On Tuesday I did a nineteen-mile paddle on the Trinity River near Cleveland, Texas with a paddling/birdwatching friend, where our personal highlights were seven bald eagles and two greater yellowlegs. Yesterday we did a 14 mile paddle as part of the Old River Count. This area is in my favorite paddling area - a lot of wild places with many routes that may or may not be open at any given time. We only found 43 species of birds but several hundred yellow-rumped warblers and several hundred American goldfinches. We also found about one hundred white-winged doves, a species which has moved into the U. S. with a vengeance. I had to go to the Rio Grand Valley to see my first white-winged dove. Now they are urban yard birds in places like Houston and Austin, Texas.The day was mostly overcast so my pictures are not the best but here are a few if them.

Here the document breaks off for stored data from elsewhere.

//! End-to-end behavior of the editor, classifier, and layout on small
//! hand-built graphs.

use kin_core::graph::cycles::find_all_cycles;
use kin_core::graph::{CyclePolicy, EdgeChange, EditError};
use kin_core::model::EntryStore;
use kin_core::relations::{Column, Layout, RelationCode, Scope, classify};

/// Graph used by most classification checks, as parent → child edges:
///
/// ```text
/// K → F    F → A    F → G    N → G    G → M
/// I → H    H → E    E → B    E → L
/// A → B    B → C    B → D    J → D
/// ```
fn family() -> EntryStore {
    let mut store = EntryStore::new();
    store.give("A").as_child("B").expect("A>B");
    store.give("B").as_child("C").expect("B>C");
    store.give("B").as_child("D").expect("B>D");
    store.give("B").as_parent("E").expect("E>B");
    store.give("A").as_parent("F").expect("F>A");
    store.give("F").as_child("G").expect("F>G");
    store.give("F").as_parent("K").expect("K>F");
    store.give("E").as_parent("H").expect("H>E");
    store.give("E").as_child("L").expect("E>L");
    store.give("H").as_parent("I").expect("I>H");
    store.give("D").as_parent("J").expect("J>D");
    store.give("G").as_child("M").expect("G>M");
    store.give("G").as_parent("N").expect("N>G");
    store
}

#[test]
fn flipping_a_link_keeps_only_the_latest_direction() {
    let mut store = EntryStore::new();
    store.give("A").as_child("B").expect("first");
    let outcome = store.give("B").as_child("A").expect("second");
    assert_eq!(outcome.change, EdgeChange::Flipped);

    let a = store.get("A").expect("A");
    let b = store.get("B").expect("B");
    assert!(!a.has_child("B"));
    assert!(b.has_child("A"));
    assert!(a.has_parent("B"));
    assert!(!b.has_parent("A"));
}

#[test]
fn focus_a_sees_all_twelve_relations() {
    let store = family();
    let set = classify(&store, "A", &Scope::All);

    assert_eq!(set.d, ["B"]);
    assert_eq!(set.u, ["F"]);
    assert_eq!(set.dd, ["C", "D"]);
    assert_eq!(set.uu, ["K"]);
    assert_eq!(set.du, ["E"]);
    assert_eq!(set.ud, ["G"]);
    assert_eq!(set.ddu, ["J"]);
    assert_eq!(set.dud, ["L"]);
    assert_eq!(set.udd, ["M"]);
    assert_eq!(set.duu, ["H"]);
    assert!(set.uud.is_empty());
    assert_eq!(set.udu, ["N"]);
    assert!(!set.duu.contains(&"F".to_string()));
}

#[test]
fn focus_c_sees_auncle_through_grandparent() {
    let store = family();
    let set = classify(&store, "C", &Scope::All);
    assert!(set.uud.contains(&"L".to_string()));
    assert_eq!(set.u, ["B"]);
    assert_eq!(set.ud, ["D"]);
}

#[test]
fn unknown_focus_on_empty_store_is_created_with_no_relations() {
    let mut store = EntryStore::new();
    let set = store.relations("X", &Scope::only(Vec::<String>::new()));
    for code in RelationCode::ALL {
        assert!(set.get(code).is_empty(), "{code} should be empty");
    }
    assert!(set.links.is_empty());
    assert!(store.contains("X"));
    assert_eq!(store.len(), 1);
}

#[test]
fn get_or_create_is_idempotent() {
    let mut store = EntryStore::new();
    store.get_or_create("A");
    let before = store.len();
    let again = store.get_or_create("A").clone();
    assert_eq!(store.len(), before);
    assert_eq!(again.title(), "A");
}

#[test]
fn layout_places_focus_a_relations_in_columns() {
    let store = family();
    let layout = Layout::from_relations(&classify(&store, "A", &Scope::All));

    let titles = |column: Column| -> Vec<String> {
        layout
            .column(column)
            .map(|slot| slot.cells.iter().map(|cell| cell.title.clone()).collect())
            .unwrap_or_default()
    };

    assert_eq!(titles(Column::Grandparents), ["K"]);
    assert_eq!(titles(Column::Parents), ["F", "H", "N"]);
    assert_eq!(titles(Column::Focus), ["A", "E", "G"]);
    assert_eq!(titles(Column::Children), ["B", "J", "L", "M"]);
    assert_eq!(titles(Column::Grandchildren), ["C", "D"]);
    assert_eq!(layout.position_of("A"), Some((Column::Focus, 0)));
    assert_eq!(layout.position_of("I"), None);
}

#[test]
fn scoped_query_hides_but_still_traverses() {
    let store = family();
    let set = classify(&store, "A", &Scope::only(["C", "D", "K"]));
    assert!(set.d.is_empty());
    assert!(set.u.is_empty());
    assert_eq!(set.dd, ["C", "D"]);
    assert_eq!(set.uu, ["K"]);
}

#[test]
fn reject_policy_refuses_ancestor_cycle() {
    let mut store = family();
    let err = store
        .give("C")
        .with_policy(CyclePolicy::Reject)
        .as_child("A")
        .expect_err("C is a descendant of A");
    assert!(matches!(err, EditError::CycleDetected(_)));
    assert!(!store.get("C").expect("C").has_child("A"));
}

#[test]
fn warn_policy_applies_and_reports_cycle() {
    let mut store = family();
    let outcome = store.give("C").as_child("A").expect("warn applies");
    let cycle = outcome.cycle.expect("cycle reported");
    assert_eq!(cycle.cycle_path, ["C", "A", "B", "C"]);
    assert!(store.get("A").expect("A").has_parent("C"));
    assert!(store.asymmetric_edges().is_empty());
}

#[test]
fn self_relation_is_refused_without_creating_entries() {
    let mut store = EntryStore::new();
    let err = store.give("solo").as_parent("solo").expect_err("self");
    assert_eq!(err, EditError::SelfRelation("solo".to_string()));
    assert!(store.is_empty());
}

const DEEP_CHAIN: usize = 30_000;

fn link_title(i: usize) -> String {
    format!("e{i}")
}

#[test]
fn deep_chain_built_bottom_up_links_every_generation() {
    let mut store = EntryStore::new();
    for i in (0..DEEP_CHAIN).rev() {
        let outcome = store
            .give(&link_title(i))
            .as_child(&link_title(i + 1))
            .expect("link");
        assert!(outcome.cycle.is_none());
    }

    assert_eq!(store.len(), DEEP_CHAIN + 1);
    assert!(store.get("e0").expect("root").parent_titles().is_empty());
    assert_eq!(
        store.get(&link_title(DEEP_CHAIN)).expect("leaf").parent_titles(),
        [link_title(DEEP_CHAIN - 1)]
    );
    assert!(find_all_cycles(&store).is_empty());
}

#[test]
fn closing_a_deep_chain_reports_the_full_loop() {
    let mut store = EntryStore::new();
    for i in 0..DEEP_CHAIN {
        store
            .give(&link_title(i))
            .as_child(&link_title(i + 1))
            .expect("link");
    }

    let leaf = link_title(DEEP_CHAIN);
    let err = store
        .give(&leaf)
        .with_policy(CyclePolicy::Reject)
        .as_child("e0")
        .expect_err("closes the chain");
    let EditError::CycleDetected(cycle) = err else {
        panic!("expected a cycle, got {err:?}");
    };
    assert_eq!(cycle.cycle_len(), DEEP_CHAIN + 1);
    assert_eq!(cycle.cycle_path.first(), Some(&leaf));
    assert_eq!(cycle.cycle_path.last(), Some(&leaf));

    store.give(&leaf).as_child("e0").expect("warn applies");
    let cycles = find_all_cycles(&store);
    assert_eq!(cycles.len(), 1);
    assert_eq!(cycles[0].cycle_len(), DEEP_CHAIN + 1);
}
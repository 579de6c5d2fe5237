use std::fmt;

/// Machine-readable error codes for scripted callers of the store and CLI.
#[derive(Debug, Clone, Copy, PartialEq, Eq, Hash)]
pub enum ErrorCode {
    NotInitialized,
    ConfigParseError,
    SelfRelation,
    CycleDetected,
    UnknownRelationCode,
    MalformedSnapshot,
    StoreReadFailed,
    StoreWriteFailed,
    LockContention,
    InternalUnexpected,
}

impl ErrorCode {
    /// Stable code identifier (`E####`) for machine parsing.
    #[must_use]
    pub const fn code(self) -> &'static str {
        match self {
            Self::NotInitialized => "E1001",
            Self::ConfigParseError => "E1002",
            Self::SelfRelation => "E2001",
            Self::CycleDetected => "E2002",
            Self::UnknownRelationCode => "E2003",
            Self::MalformedSnapshot => "E3001",
            Self::StoreReadFailed => "E5001",
            Self::StoreWriteFailed => "E5002",
            Self::LockContention => "E5003",
            Self::InternalUnexpected => "E9001",
        }
    }

    /// Short human-facing summary for logs and terminal output.
    #[must_use]
    pub const fn message(self) -> &'static str {
        match self {
            Self::NotInitialized => "Project not initialized",
            Self::ConfigParseError => "Config file parse error",
            Self::SelfRelation => "Entry cannot be related to itself",
            Self::CycleDetected => "Entry would become its own ancestor",
            Self::UnknownRelationCode => "Unknown relation code",
            Self::MalformedSnapshot => "Stored entries are not valid JSON",
            Self::StoreReadFailed => "Entry store read failed",
            Self::StoreWriteFailed => "Entry store write failed",
            Self::LockContention => "Lock contention",
            Self::InternalUnexpected => "Internal unexpected error",
        }
    }

    /// Optional remediation hint that can be surfaced to users and scripts.
    #[must_use]
    pub const fn hint(self) -> Option<&'static str> {
        match self {
            Self::NotInitialized => Some("Run `kin init` to initialize this directory."),
            Self::ConfigParseError => Some("Fix syntax in .kin/config.toml and retry."),
            Self::SelfRelation => Some("Link two different entries."),
            Self::CycleDetected => Some(
                "Detach one of the existing links, or set `cycles = \"warn\"` under [graph].",
            ),
            Self::UnknownRelationCode => {
                Some("Use one of: d, u, dd, uu, du, ud, ddu, dud, udd, duu, uud, udu.")
            }
            Self::MalformedSnapshot => {
                Some("Restore .kin/entries.json from a backup or re-import with `kin import`.")
            }
            Self::StoreReadFailed | Self::StoreWriteFailed => {
                Some("Check that the data directory exists and is writable.")
            }
            Self::LockContention => Some("Retry after the other `kin` process releases its lock."),
            Self::InternalUnexpected => Some("Retry once. If persistent, report a bug with logs."),
        }
    }
}

impl fmt::Display for ErrorCode {
    fn fmt(&self, f: &mut fmt::Formatter<'_>) -> fmt::Result {
        write!(f, "{}", self.code())
    }
}

#[cfg(test)]
mod tests {
    use super::ErrorCode;
    use std::collections::HashSet;

    const ALL: [ErrorCode; 10] = [
        ErrorCode::NotInitialized,
        ErrorCode::ConfigParseError,
        ErrorCode::SelfRelation,
        ErrorCode::CycleDetected,
        ErrorCode::UnknownRelationCode,
        ErrorCode::MalformedSnapshot,
        ErrorCode::StoreReadFailed,
        ErrorCode::StoreWriteFailed,
        ErrorCode::LockContention,
        ErrorCode::InternalUnexpected,
    ];

    #[test]
    fn all_codes_are_unique() {
        let mut seen = HashSet::new();
        for code in ALL {
            assert!(seen.insert(code.code()), "duplicate code {}", code.code());
        }
    }

    #[test]
    fn code_format_is_machine_friendly() {
        for code in ALL {
            let code = code.code();
            assert_eq!(code.len(), 5);
            assert!(code.starts_with('E'));
            assert!(code.chars().skip(1).all(|c| c.is_ascii_digit()));
        }
    }

    #[test]
    fn display_matches_code() {
        assert_eq!(ErrorCode::CycleDetected.to_string(), "E2002");
    }
}
//! Graph-level mutation and integrity checks over the entry store.
//!
//! ## Submodules
//!
//! - [`editor`]: `give(title).as_child/as_parent`, the only way edges change,
//!   plus `detach`.
//! - [`cycles`]: detection of entries that are their own ancestors.

pub mod cycles;
pub mod editor;

pub use cycles::CycleWarning;
pub use editor::{CyclePolicy, EdgeChange, EditError, EditOutcome, Give, detach};
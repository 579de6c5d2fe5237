//! `kin give`: link two entries as parent and child.
//!
//! - `kin give <title> --child <other>`: `<other>` becomes a child of `<title>`
//! - `kin give <title> --parent <other>`: `<other>` becomes a parent of `<title>`
//!
//! A link in the opposite direction between the same two entries is replaced.

use std::io::Write;
use std::path::Path;

use clap::Args;
use serde::Serialize;
use tracing::info;

use kin_core::graph::{CyclePolicy, EdgeChange, EditOutcome};

use crate::output::{CliError, OutputMode, fail, render};
use crate::project::Project;

#[derive(Args, Debug)]
#[command(group(clap::ArgGroup::new("relation").required(true).args(["child", "parent"])))]
pub struct GiveArgs {
    /// Entry the edit is anchored on.
    pub title: String,

    /// Make <OTHER> a child of <TITLE>.
    #[arg(long, value_name = "OTHER")]
    pub child: Option<String>,

    /// Make <OTHER> a parent of <TITLE>.
    #[arg(long, value_name = "OTHER")]
    pub parent: Option<String>,

    /// Refuse edits that make an entry its own ancestor, regardless of config.
    #[arg(long)]
    pub reject_cycles: bool,
}

#[derive(Debug, Serialize)]
struct GiveOutput {
    ok: bool,
    #[serde(flatten)]
    outcome: EditOutcome,
}

pub fn run_give(args: &GiveArgs, output: OutputMode, project_root: &Path) -> anyhow::Result<()> {
    let other = args.child.as_deref().or(args.parent.as_deref());
    super::require_titles(output, std::iter::once(args.title.as_str()).chain(other))?;

    let mut project = Project::discover(project_root, output)?;
    let policy = if args.reject_cycles {
        CyclePolicy::Reject
    } else {
        project.config.graph.cycles
    };

    let _lock = project.lock_for_edit(output)?;
    let mut store = project.load(output)?;

    let edit = store.give(&args.title).with_policy(policy);
    let result = match (&args.child, &args.parent) {
        (Some(child), _) => edit.as_child(child),
        (None, Some(parent)) => edit.as_parent(parent),
        (None, None) => return Err(fail(output, &CliError::new("must provide --child or --parent"))),
    };
    let outcome = result
        .map_err(|err| fail(output, &CliError::coded(err.code(), err.to_string())))?;

    if outcome.change != EdgeChange::Unchanged {
        project.save(&store, output)?;
    }
    info!(
        parent = %outcome.parent,
        child = %outcome.child,
        change = ?outcome.change,
        "linked entries"
    );

    if let Some(cycle) = outcome.cycle.as_ref().filter(|_| !output.is_json()) {
        eprintln!("warning: {cycle}");
    }

    let result = GiveOutput { ok: true, outcome };
    render(output, &result, |r, w| {
        let o = &r.outcome;
        match o.change {
            EdgeChange::Added => writeln!(w, "✓ {} is now a parent of {}", o.parent, o.child),
            EdgeChange::Flipped => writeln!(
                w,
                "✓ {} is now a parent of {} (replaced the opposite link)",
                o.parent, o.child
            ),
            EdgeChange::Unchanged => {
                writeln!(w, "· {} is already a parent of {}", o.parent, o.child)
            }
        }
    })
}
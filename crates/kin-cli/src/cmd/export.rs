use std::io::Write;
use std::path::{Path, PathBuf};

use anyhow::Context as _;
use clap::Args;
use serde::Serialize;

use kin_core::persist::snapshot::to_json;

use crate::output::{CliError, OutputMode, fail, render};
use crate::project::Project;

#[derive(Args, Debug)]
pub struct ExportArgs {
    /// Write the snapshot to this file instead of stdout.
    #[arg(long, short, value_name = "FILE")]
    pub output: Option<PathBuf>,
}

#[derive(Debug, Serialize)]
struct ExportOutput {
    ok: bool,
    path: String,
    entries: usize,
}

/// Dump the whole store as the stored JSON entries array.
///
/// Without `--output` the array itself is the output, whatever the mode.
pub fn run_export(args: &ExportArgs, output: OutputMode, project_root: &Path) -> anyhow::Result<()> {
    let project = Project::discover(project_root, output)?;
    let store = project.load(output)?;
    let json = to_json(&store)
        .map_err(|err| fail(output, &CliError::coded(err.code(), err.to_string())))?;

    let Some(path) = &args.output else {
        let stdout = std::io::stdout();
        let mut out = stdout.lock();
        writeln!(out, "{json}")?;
        return Ok(());
    };

    std::fs::write(path, format!("{json}\n"))
        .with_context(|| format!("Failed to write {}", path.display()))?;

    let result = ExportOutput {
        ok: true,
        path: path.display().to_string(),
        entries: store.len(),
    };
    render(output, &result, |r, w| {
        writeln!(w, "✓ exported {} entries to {}", r.entries, r.path)
    })
}
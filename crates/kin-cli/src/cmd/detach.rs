use std::io::Write;
use std::path::Path;

use clap::Args;
use serde::Serialize;

use kin_core::graph::detach;

use crate::output::{OutputMode, render};
use crate::project::Project;

#[derive(Args, Debug)]
pub struct DetachArgs {
    /// One end of the link.
    pub a: String,

    /// The other end. Direction does not matter.
    pub b: String,
}

#[derive(Debug, Serialize)]
struct DetachOutput {
    ok: bool,
    a: String,
    b: String,
    removed: bool,
}

/// Remove whatever parent/child link exists between two entries. Entries
/// themselves are never created or removed.
pub fn run_detach(args: &DetachArgs, output: OutputMode, project_root: &Path) -> anyhow::Result<()> {
    let mut project = Project::discover(project_root, output)?;
    let _lock = project.lock_for_edit(output)?;
    let mut store = project.load(output)?;

    let removed = detach(&mut store, &args.a, &args.b);
    if removed {
        project.save(&store, output)?;
    }

    let result = DetachOutput {
        ok: true,
        a: args.a.clone(),
        b: args.b.clone(),
        removed,
    };
    render(output, &result, |r, w| {
        if r.removed {
            writeln!(w, "✓ detached {} and {}", r.a, r.b)
        } else {
            writeln!(w, "· no link between {} and {}", r.a, r.b)
        }
    })
}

|Our Route from Old River to the Cut-Off to Pickett's Bayou.|
|Bruce Scans for Birds at the Put-in Under Old River Bridge on Hwy 1409|
We got our only house sparrows around the Old River Bridge.
|Looking and Listening for Birds|
Most of the time we were paddling, we could hear myrtle warblers. Kingfishers, grackles, American goldfinches, crows, and blue jays were also common voices along our route.
|Bruce Catching Up on Species Counts|
|Palmettos Growing at Edge of Old River|
|An Osprey with a Big Fish on the Cut-Off|
I'm off to get ready for my last long day of paddling and counting birds.